--- DATA FOR THIS TASK ---

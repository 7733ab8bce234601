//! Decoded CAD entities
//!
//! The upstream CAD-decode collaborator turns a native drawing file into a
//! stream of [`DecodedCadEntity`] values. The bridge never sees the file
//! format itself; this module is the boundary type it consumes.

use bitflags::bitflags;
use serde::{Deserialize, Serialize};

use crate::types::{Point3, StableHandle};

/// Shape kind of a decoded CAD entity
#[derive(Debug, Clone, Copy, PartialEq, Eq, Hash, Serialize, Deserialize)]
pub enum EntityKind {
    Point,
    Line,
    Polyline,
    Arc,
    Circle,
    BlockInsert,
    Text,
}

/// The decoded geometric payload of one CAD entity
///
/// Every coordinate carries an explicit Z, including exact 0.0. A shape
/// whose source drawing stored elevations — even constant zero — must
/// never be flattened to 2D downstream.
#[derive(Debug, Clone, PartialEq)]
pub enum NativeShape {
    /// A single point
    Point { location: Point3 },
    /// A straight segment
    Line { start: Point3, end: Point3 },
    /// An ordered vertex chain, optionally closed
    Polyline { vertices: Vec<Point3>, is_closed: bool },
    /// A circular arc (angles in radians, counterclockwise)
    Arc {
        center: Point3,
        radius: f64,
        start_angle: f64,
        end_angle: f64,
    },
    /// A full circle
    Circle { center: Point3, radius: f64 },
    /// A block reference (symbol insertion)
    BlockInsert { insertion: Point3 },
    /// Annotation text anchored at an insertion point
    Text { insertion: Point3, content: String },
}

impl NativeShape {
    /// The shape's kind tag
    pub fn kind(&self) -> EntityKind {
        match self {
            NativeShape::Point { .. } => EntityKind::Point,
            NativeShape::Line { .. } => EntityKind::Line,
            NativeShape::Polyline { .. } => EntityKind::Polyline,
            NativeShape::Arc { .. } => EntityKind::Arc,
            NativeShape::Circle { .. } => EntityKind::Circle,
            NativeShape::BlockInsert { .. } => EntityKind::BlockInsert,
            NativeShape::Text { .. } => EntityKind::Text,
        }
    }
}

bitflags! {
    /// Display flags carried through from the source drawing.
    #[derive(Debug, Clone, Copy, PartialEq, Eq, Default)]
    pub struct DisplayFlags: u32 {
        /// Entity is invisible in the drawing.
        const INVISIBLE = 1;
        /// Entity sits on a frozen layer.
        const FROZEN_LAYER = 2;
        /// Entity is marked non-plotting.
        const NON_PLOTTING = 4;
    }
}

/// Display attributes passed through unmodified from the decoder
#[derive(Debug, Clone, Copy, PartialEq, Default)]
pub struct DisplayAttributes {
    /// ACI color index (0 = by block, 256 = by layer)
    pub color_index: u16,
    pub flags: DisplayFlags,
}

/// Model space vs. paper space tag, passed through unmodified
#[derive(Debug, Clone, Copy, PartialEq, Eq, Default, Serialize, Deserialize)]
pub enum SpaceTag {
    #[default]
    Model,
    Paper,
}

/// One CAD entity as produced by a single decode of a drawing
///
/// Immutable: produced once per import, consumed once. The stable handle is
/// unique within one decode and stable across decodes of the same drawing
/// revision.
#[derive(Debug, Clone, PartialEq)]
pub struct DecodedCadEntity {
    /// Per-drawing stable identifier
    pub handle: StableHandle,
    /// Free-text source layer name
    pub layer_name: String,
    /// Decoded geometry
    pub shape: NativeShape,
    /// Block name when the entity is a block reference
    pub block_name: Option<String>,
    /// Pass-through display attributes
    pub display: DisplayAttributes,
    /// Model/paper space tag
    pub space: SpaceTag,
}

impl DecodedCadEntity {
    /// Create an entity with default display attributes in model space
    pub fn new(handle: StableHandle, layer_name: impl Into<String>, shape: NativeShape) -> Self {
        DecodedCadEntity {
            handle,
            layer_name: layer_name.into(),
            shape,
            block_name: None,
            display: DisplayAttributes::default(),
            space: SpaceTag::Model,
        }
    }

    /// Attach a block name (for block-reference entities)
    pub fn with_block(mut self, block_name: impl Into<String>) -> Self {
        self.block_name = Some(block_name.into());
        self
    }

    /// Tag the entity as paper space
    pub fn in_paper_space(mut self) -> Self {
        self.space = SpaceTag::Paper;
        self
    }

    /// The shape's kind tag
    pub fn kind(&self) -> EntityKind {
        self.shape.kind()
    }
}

---

Send back exactly, with nothing added, the lines from the first line of the material above through the line holding "zero — must"; both ends are included.

— PROBLEM SOLUTION —
repository 7733ab8bce234601
//! Decoded CAD entities
//!
//! The upstream CAD-decode collaborator turns a native drawing file into a
//! stream of [`DecodedCadEntity`] values. The bridge never sees the file
//! format itself; this module is the boundary type it consumes.

use bitflags::bitflags;
use serde::{Deserialize, Serialize};

use crate::types::{Point3, StableHandle};

/// Shape kind of a decoded CAD entity
#[derive(Debug, Clone, Copy, PartialEq, Eq, Hash, Serialize, Deserialize)]
pub enum EntityKind {
    Point,
    Line,
    Polyline,
    Arc,
    Circle,
    BlockInsert,
    Text,
}

/// The decoded geometric payload of one CAD entity
///
/// Every coordinate carries an explicit Z, including exact 0.0. A shape
/// whose source drawing stored elevations — even constant zero — must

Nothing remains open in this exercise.